An Overview of Epithermal Gold Deposits

Epithermal gold deposits are a type of lode deposit containing economic concentrations of gold, silver and in some cases base metals.

epithermal gold deposits

Epithermal gold deposits are a type of lode deposit that contain economic concentrations of gold, silver and in some cases base metals including copper, lead and zinc. Gold is the principal commodity of epithermal deposits, and can be found as native gold, or alloyed with silver.

As lode deposits, epithermal deposits are characterized as having minerals either disseminated through the ore-body, or contained in a network of veins.

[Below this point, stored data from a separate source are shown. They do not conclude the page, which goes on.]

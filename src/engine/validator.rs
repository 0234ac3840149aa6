//! Input validation for grid-search inputs.
//!
//! ## Purpose
//!
//! The evaluation kernel performs no bounds checking. This module establishes
//! everything it relies on before it runs: matching coordinate lengths, a
//! displacement matrix of the right size, finite geometry, and strictly
//! positive sigma candidates.
//!
//! ## Design notes
//!
//! * **Fail-Fast**: Validation stops at the first error encountered.
//! * **Efficiency**: Checks are ordered from cheap to expensive.
//! * **Generics**: Validation is generic over `Float` types.
//!
//! ## Invariants
//!
//! * Validation logic is deterministic and side-effect free (apart from log events).
//! * A validated observation set never overflows a `u32` bin counter.
//!
//! ## Non-goals
//!
//! * Displacement values are not checked for finiteness; NaN samples are
//!   legitimate "missing" markers and propagate into the affected cells.
//! * This module does not correct or filter invalid inputs.

// External dependencies
use num_traits::Float;

// Internal dependencies
use crate::primitives::errors::GridError;
use crate::primitives::inputs::CandidateAxes;

/// Largest observation count a bin counter can hold.
pub const MAX_OBSERVATIONS: usize = u32::MAX as usize;

// ============================================================================
// Validator
// ============================================================================

/// Validation utility for grid-search inputs.
///
/// All methods return `Result<(), GridError>` and fail fast upon the first
/// violation.
pub struct Validator;

impl Validator {
    // ========================================================================
    // Observation Validation
    // ========================================================================

    /// Validate observation coordinates, time axis and displacement matrix.
    pub fn validate_observations<T: Float>(
        x: &[T],
        y: &[T],
        t: &[T],
        d: &[T],
    ) -> Result<(), GridError> {
        // Check 1: Matching coordinate lengths
        if x.len() != y.len() {
            return Err(GridError::MismatchedCoordinates {
                x_len: x.len(),
                y_len: y.len(),
            });
        }

        // Check 2: Non-empty time axis. An empty observation set is valid.
        if t.is_empty() {
            return Err(GridError::EmptyInput);
        }

        // Check 3: Counter capacity
        if x.len() > MAX_OBSERVATIONS {
            return Err(GridError::TooManyObservations {
                got: x.len(),
                max: MAX_OBSERVATIONS,
            });
        }

        // Check 4: Displacement matrix is T x N
        let expected = t.len().saturating_mul(x.len());
        if d.len() != expected {
            return Err(GridError::MismatchedDisplacements {
                expected,
                got: d.len(),
            });
        }

        // Check 5: Finite geometry and times
        Self::validate_finite("x", x)?;
        Self::validate_finite("y", y)?;
        Self::validate_finite("t", t)?;

        if t.iter().any(|&tk| tk == T::zero()) {
            tracing::warn!(
                "time axis contains t = 0; the model is identically zero there and the sample only adds a constant residual"
            );
        }

        Ok(())
    }

    // ========================================================================
    // Axis Validation
    // ========================================================================

    /// Validate all four candidate axes.
    pub fn validate_axes<T: Float>(axes: &CandidateAxes<'_, T>) -> Result<(), GridError> {
        Self::validate_finite("x_axis", axes.x)?;
        Self::validate_finite("y_axis", axes.y)?;
        Self::validate_sigma_axis(axes.sigma)?;
        Self::validate_finite("amplitude_axis", axes.amplitude)?;
        Ok(())
    }

    /// Validate the sigma candidates: each must be finite and strictly positive.
    pub fn validate_sigma_axis<T: Float>(sigma: &[T]) -> Result<(), GridError> {
        for &s in sigma {
            if !s.is_finite() || s <= T::zero() {
                return Err(GridError::InvalidSigma(s.to_f64().unwrap_or(f64::NAN)));
            }
        }
        Ok(())
    }

    /// Validate that every value in a named buffer is finite.
    pub fn validate_finite<T: Float>(name: &str, values: &[T]) -> Result<(), GridError> {
        for (i, &val) in values.iter().enumerate() {
            if !val.is_finite() {
                return Err(GridError::InvalidNumericValue(format!(
                    "{}[{}]={}",
                    name,
                    i,
                    val.to_f64().unwrap_or(f64::NAN)
                )));
            }
        }
        Ok(())
    }

    // ========================================================================
    // Builder Validation
    // ========================================================================

    /// Validate that no parameters were set multiple times in the builder.
    pub fn validate_no_duplicates(duplicate_param: Option<&'static str>) -> Result<(), GridError> {
        if let Some(param) = duplicate_param {
            return Err(GridError::DuplicateParameter { parameter: param });
        }
        Ok(())
    }
}
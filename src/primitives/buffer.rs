//! Output buffers and per-cell scratch space.
//!
//! ## Purpose
//!
//! This module holds the storage the evaluator writes into: the flat
//! accumulator and counts buffers handed back to the caller, and a reusable
//! per-cell scratch buffer that collects bin sums while one grid cell is being
//! evaluated.
//!
//! ## Design notes
//!
//! * **Cell-local accumulation**: a cell's bin sums live in `CellBuffer` until
//!   the cell is normalized, then are scattered into `GridBuffer` in one step.
//!   Cells therefore never share mutable state, which is what lets the
//!   parallel backend run without locks.
//! * **Recycling**: `CellBuffer` is cleared, not reallocated, between cells.
//!
//! ## Invariants
//!
//! * `GridBuffer` is zero-initialized on creation.
//! * Every cell is written to `GridBuffer` exactly once.

// External dependencies
use num_traits::Float;

// Internal dependencies
use crate::primitives::bins::{BIN_COUNT, DistanceBin, SLOT_COUNT, Slot};
use crate::primitives::layout::{AccumulatorLayout, CountsLayout, GridShape};

// ============================================================================
// Cell Buffer
// ============================================================================

/// Scratch space for the (x, y, sigma) cell currently being evaluated.
#[derive(Debug, Clone)]
pub struct CellBuffer<T> {
    /// Raw (pre-normalization) residual sums per amplitude and bin.
    sums: Vec<[T; BIN_COUNT]>,

    /// Observations assigned to each bin.
    counts: [u32; BIN_COUNT],
}

impl<T: Float> CellBuffer<T> {
    /// Create a buffer sized for `amplitudes` candidate amplitudes.
    pub fn new(amplitudes: usize) -> Self {
        Self {
            sums: vec![[T::zero(); BIN_COUNT]; amplitudes],
            counts: [0; BIN_COUNT],
        }
    }

    /// Reset sums and counts for the next cell. Keeps capacity.
    #[inline]
    pub fn clear(&mut self) {
        for row in self.sums.iter_mut() {
            *row = [T::zero(); BIN_COUNT];
        }
        self.counts = [0; BIN_COUNT];
    }

    /// Record one more observation in `bin`.
    #[inline]
    pub fn increment(&mut self, bin: DistanceBin) {
        self.counts[bin.index()] += 1;
    }

    /// Add a time-averaged residual for amplitude `a` into `bin`.
    #[inline]
    pub fn add(&mut self, a: usize, bin: DistanceBin, value: T) {
        let cell = &mut self.sums[a][bin.index()];
        *cell = *cell + value;
    }

    /// Raw residual sum for amplitude `a` in `bin`.
    #[inline]
    pub fn sum(&self, a: usize, bin: DistanceBin) -> T {
        self.sums[a][bin.index()]
    }

    /// Observation count for `bin`.
    #[inline]
    pub fn count(&self, bin: DistanceBin) -> u32 {
        self.counts[bin.index()]
    }

    /// Observation counts for all bins.
    #[inline]
    pub fn counts(&self) -> [u32; BIN_COUNT] {
        self.counts
    }

    /// Number of candidate amplitudes.
    #[inline]
    pub fn amplitudes(&self) -> usize {
        self.sums.len()
    }
}

// ============================================================================
// Cell Output
// ============================================================================

/// Finished, normalized result of one (x, y, sigma) cell.
#[derive(Debug, Clone, PartialEq)]
pub struct CellOutput<T> {
    /// X candidate index.
    pub gx: usize,
    /// Y candidate index (logical, not inverted).
    pub gy: usize,
    /// Sigma candidate index.
    pub s: usize,
    /// Observations per bin.
    pub counts: [u32; BIN_COUNT],
    /// Per amplitude: near, mid, far, average.
    pub values: Vec<[T; SLOT_COUNT]>,
}

// ============================================================================
// Grid Buffer
// ============================================================================

/// Flat accumulator and counts buffers in the downstream layout.
#[derive(Debug, Clone)]
pub struct GridBuffer<T> {
    /// Accumulator `[Sy, Sx, Ss, Sa, 4]`.
    pub accumulator: Vec<T>,
    /// Counts `[Sy, Sx, Ss, 3]`.
    pub counts: Vec<u32>,
    acc_layout: AccumulatorLayout,
    cnt_layout: CountsLayout,
}

impl<T: Float> GridBuffer<T> {
    /// Allocate zero-initialized buffers for `shape`.
    pub fn zeroed(shape: GridShape) -> Self {
        let acc_layout = AccumulatorLayout::new(shape);
        let cnt_layout = CountsLayout::new(shape);
        Self {
            accumulator: vec![T::zero(); acc_layout.len()],
            counts: vec![0; cnt_layout.len()],
            acc_layout,
            cnt_layout,
        }
    }

    /// Scatter a finished cell into the flat buffers.
    pub fn write_cell(&mut self, cell: &CellOutput<T>) {
        for bin in DistanceBin::ALL {
            let idx = self.cnt_layout.offset(cell.gx, cell.gy, cell.s, bin);
            self.counts[idx] = cell.counts[bin.index()];
        }
        for (a, row) in cell.values.iter().enumerate() {
            for slot in [Slot::NEAR, Slot::MID, Slot::FAR, Slot::Average] {
                let idx = self.acc_layout.offset(cell.gx, cell.gy, cell.s, a, slot);
                self.accumulator[idx] = row[slot.index()];
            }
        }
    }

    /// Consume the buffer, returning `(accumulator, counts)`.
    pub fn into_parts(self) -> (Vec<T>, Vec<u32>) {
        (self.accumulator, self.counts)
    }
}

Beyond epithermal deposits, other classic examples of lode deposits include Greenstone Belts, VMS and Intrusive Related Gold types.

Epithermal deposits are distinctive from low-grade bulk tonnage deposits such as porphyries in that they are typically high-grade, small size deposits. A few other characteristics distinguish epithermal deposits.

For example, these deposits are often found near the surface. Mineralization occurs at a maximum depth of 1 kilometer, but rarely runs deeper than 600 meters. Due to their shallow depth, it can also be noted that epithermal gold deposits form under moderate crustal temperatures of 50-300oC, and under medium pressure. These deposits commonly occur in island arcs and continental arcs associated with subduction. However, they can also be found in shallow marine environments and associated with hot springs.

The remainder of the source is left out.